Marist Brother Gregory Sutton fled from Australia but was later captured

AUSTRALIA
Broken Rites

By a Broken Rites researcher (article updated 9 June 2014)

Broken Rites has researched the background of Marist Brother Gregory Sutton, who fled from Australia to the United States. He was eventually extradited back to Australia, where he was jailed for child-sex crimes committed in Catholic schools in New South Wales. Sutton also taught primary-school classes in Queensland and Canberra but the criminal charges were confined to his New South Wales crimes. In 2014, the Sutton case is being examined by Australia’s national child-abuse Royal Commission.
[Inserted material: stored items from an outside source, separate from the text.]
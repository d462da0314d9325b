//! WebhookStore — registered inbound webhooks.

use std::collections::HashMap;
use std::path::{Path, PathBuf};

use chrono::Utc;
use tokio::sync::RwLock;
use uuid::Uuid;

use nexus_domain::error::{Error, Result};
use nexus_domain::webhook::Webhook;

use crate::persist;

pub struct WebhookStore {
    inner: RwLock<HashMap<Uuid, Webhook>>,
    persist_path: PathBuf,
}

impl WebhookStore {
    pub fn new(state_dir: &Path) -> Self {
        let persist_path = state_dir.join("webhooks.json");
        let items: Vec<Webhook> = persist::load_items(&persist_path);
        let mut map = HashMap::new();
        for w in items {
            map.insert(w.id, w);
        }
        Self {
            inner: RwLock::new(map),
            persist_path,
        }
    }

    async fn persist(&self) {
        let items: Vec<Webhook> = self.inner.read().await.values().cloned().collect();
        persist::save_items(&self.persist_path, &items).await;
    }

    pub async fn insert(&self, webhook: Webhook) -> Webhook {
        self.inner.write().await.insert(webhook.id, webhook.clone());
        self.persist().await;
        webhook
    }

    pub async fn get(&self, id: Uuid) -> Result<Webhook> {
        self.inner
            .read()
            .await
            .get(&id)
            .cloned()
            .ok_or_else(|| Error::NotFound(format!("webhook {id}")))
    }

    pub async fn update(&self, id: Uuid, f: impl FnOnce(&mut Webhook)) -> Result<Webhook> {
        let updated = {
            let mut map = self.inner.write().await;
            let webhook = map
                .get_mut(&id)
                .ok_or_else(|| Error::NotFound(format!("webhook {id}")))?;
            f(webhook);
            webhook.updated_at = Utc::now();
            webhook.clone()
        };
        self.persist().await;
        Ok(updated)
    }

    pub async fn delete(&self, id: Uuid) -> bool {
        let removed = self.inner.write().await.remove(&id).is_some();
        if removed {
            self.persist().await;
        }
        removed
    }

    pub async fn list_by_project(&self, project_id: &str) -> Vec<Webhook> {
        let mut items: Vec<Webhook> = self
            .inner
            .read()
            .await
            .values()
            .filter(|w| w.project_id == project_id)
            .cloned()
            .collect();
        items.sort_by(|a, b| a.created_at.cmp(&b.created_at));
        items
    }
}
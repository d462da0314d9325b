//! Approval requests gating high-risk tool execution.

use chrono::{DateTime, Duration, Utc};
use serde::{Deserialize, Serialize};
use uuid::Uuid;

/// Risk classification for a tool. High and critical always gate on
/// approval; medium/low run freely unless a host override says otherwise.
#[derive(Debug, Clone, Copy, PartialEq, Eq, PartialOrd, Ord, Serialize, Deserialize)]
#[serde(rename_all = "lowercase")]
pub enum RiskLevel {
    Low,
    Medium,
    High,
    Critical,
}

impl RiskLevel {
    pub fn requires_approval(&self) -> bool {
        matches!(self, RiskLevel::High | RiskLevel::Critical)
    }
}

#[derive(Debug, Clone, Copy, PartialEq, Eq, Serialize, Deserialize)]
#[serde(rename_all = "lowercase")]
pub enum ApprovalStatus {
    Pending,
    Approved,
    Denied,
    Expired,
}

/// Default time-to-live for a pending approval.
pub const DEFAULT_APPROVAL_TTL_SECONDS: i64 = 300;

/// A gated pause requiring an external decision before a high-risk tool
/// executes. Expiration is computed lazily on read — no background sweeps.
#[derive(Debug, Clone, Serialize, Deserialize)]
#[serde(rename_all = "camelCase")]
pub struct ApprovalRequest {
    pub id: Uuid,
    pub project_id: String,
    pub session_id: Uuid,
    pub tool_call_id: String,
    pub tool_id: String,
    pub tool_input: serde_json::Value,
    pub risk_level: RiskLevel,
    pub status: ApprovalStatus,
    pub requested_at: DateTime<Utc>,
    pub expires_at: DateTime<Utc>,
    #[serde(default)]
    pub resolved_at: Option<DateTime<Utc>>,
    #[serde(default)]
    pub resolved_by: Option<String>,
    #[serde(default)]
    pub resolution_note: Option<String>,
}

impl ApprovalRequest {
    pub fn new(
        project_id: impl Into<String>,
        session_id: Uuid,
        tool_call_id: impl Into<String>,
        tool_id: impl Into<String>,
        tool_input: serde_json::Value,
        risk_level: RiskLevel,
        ttl_seconds: i64,
    ) -> Self {
        let now = Utc::now();
        Self {
            id: Uuid::new_v4(),
            project_id: project_id.into(),
            session_id,
            tool_call_id: tool_call_id.into(),
            tool_id: tool_id.into(),
            tool_input,
            risk_level,
            status: ApprovalStatus::Pending,
            requested_at: now,
            expires_at: now + Duration::seconds(ttl_seconds),
            resolved_at: None,
            resolved_by: None,
            resolution_note: None,
        }
    }

    /// Apply lazy expiration: a pending request past its deadline reads as
    /// expired without any background process having run.
    pub fn effective_status(&self, now: DateTime<Utc>) -> ApprovalStatus {
        if self.status == ApprovalStatus::Pending && self.expires_at < now {
            ApprovalStatus::Expired
        } else {
            self.status
        }
    }
}

#[cfg(test)]
mod tests {
    use super::*;

    fn request(ttl: i64) -> ApprovalRequest {
        ApprovalRequest::new(
            "P1",
            Uuid::new_v4(),
            "tc_1",
            "db-drop",
            serde_json::json!({"table": "users"}),
            RiskLevel::Critical,
            ttl,
        )
    }

    #[test]
    fn pending_within_ttl() {
        let r = request(300);
        assert_eq!(r.effective_status(Utc::now()), ApprovalStatus::Pending);
    }

    #[test]
    fn pending_past_deadline_reads_expired() {
        let r = request(300);
        let later = r.expires_at + Duration::seconds(1);
        assert_eq!(r.effective_status(later), ApprovalStatus::Expired);
    }

    #[test]
    fn resolved_status_is_not_expired() {
        let mut r = request(300);
        r.status = ApprovalStatus::Approved;
        let later = r.expires_at + Duration::seconds(1);
        assert_eq!(r.effective_status(later), ApprovalStatus::Approved);
    }

    #[test]
    fn risk_gating() {
        assert!(!RiskLevel::Low.requires_approval());
        assert!(!RiskLevel::Medium.requires_approval());
        assert!(RiskLevel::High.requires_approval());
        assert!(RiskLevel::Critical.requires_approval());
    }
}
//! UsageStore — the per-LLM-call cost ledger.

use std::path::{Path, PathBuf};

use chrono::{DateTime, Datelike, Utc};
use tokio::sync::RwLock;

use nexus_domain::usage::UsageRecord;

use crate::persist;

/// Aggregates for the cost guard's budget math.
#[derive(Debug, Clone, Default, serde::Serialize)]
#[serde(rename_all = "camelCase")]
pub struct UsageTotals {
    pub daily_usd: f64,
    pub monthly_usd: f64,
    pub daily_tokens: u64,
    pub monthly_tokens: u64,
}

pub struct UsageStore {
    inner: RwLock<Vec<UsageRecord>>,
    persist_path: PathBuf,
}

impl UsageStore {
    pub fn new(state_dir: &Path) -> Self {
        let persist_path = state_dir.join("usage.json");
        let items: Vec<UsageRecord> = persist::load_items(&persist_path);
        Self {
            inner: RwLock::new(items),
            persist_path,
        }
    }

    async fn persist(&self) {
        let items = self.inner.read().await.clone();
        persist::save_items(&self.persist_path, &items).await;
    }

    pub async fn append(&self, record: UsageRecord) {
        self.inner.write().await.push(record);
        self.persist().await;
    }

    /// Daily and monthly totals for a project, evaluated at `now` (UTC
    /// day/month boundaries).
    pub async fn totals(&self, project_id: &str, now: DateTime<Utc>) -> UsageTotals {
        let today = now.date_naive();
        let (year, month) = (now.year(), now.month());

        let mut totals = UsageTotals::default();
        for r in self.inner.read().await.iter() {
            if r.project_id != project_id {
                continue;
            }
            if r.timestamp.year() == year && r.timestamp.month() == month {
                totals.monthly_usd += r.cost_usd;
                totals.monthly_tokens += r.total_tokens();
                if r.timestamp.date_naive() == today {
                    totals.daily_usd += r.cost_usd;
                    totals.daily_tokens += r.total_tokens();
                }
            }
        }
        totals
    }

    pub async fn list_by_trace(&self, trace_id: uuid::Uuid) -> Vec<UsageRecord> {
        self.inner
            .read()
            .await
            .iter()
            .filter(|r| r.trace_id == trace_id)
            .cloned()
            .collect()
    }
}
Broken Rites has ascertained that Brother Gregory Joseph Sutton was born in Australia on 19 March 1951. After his schooling, he became a trainee Marist Brother, living in a Marist residential centre with other Marist trainees, absorbing the Marist culture. It is believed that a second son from the same family also became a Marist Brother.

Until around that time, each new Marist Brother normally discarded his birth-name and adopted a “religious” forename (for example, Fred Smith might become “Brother Alphonsus”). From around Gregory Sutton’s time, the younger Marists started using their birth name (in Sutton’s case, he became “Brother Greg”).

The Marists in Australia were divided into two provinces. Sutton belonged to the Sydney-based province, which supplied Marist Brothers to schools in New South Wales, Queensland, the Northern Territory and the Australian Capital Territory. A Melbourne-based province covered Victoria, Tasmania, South Australia and Western Australia.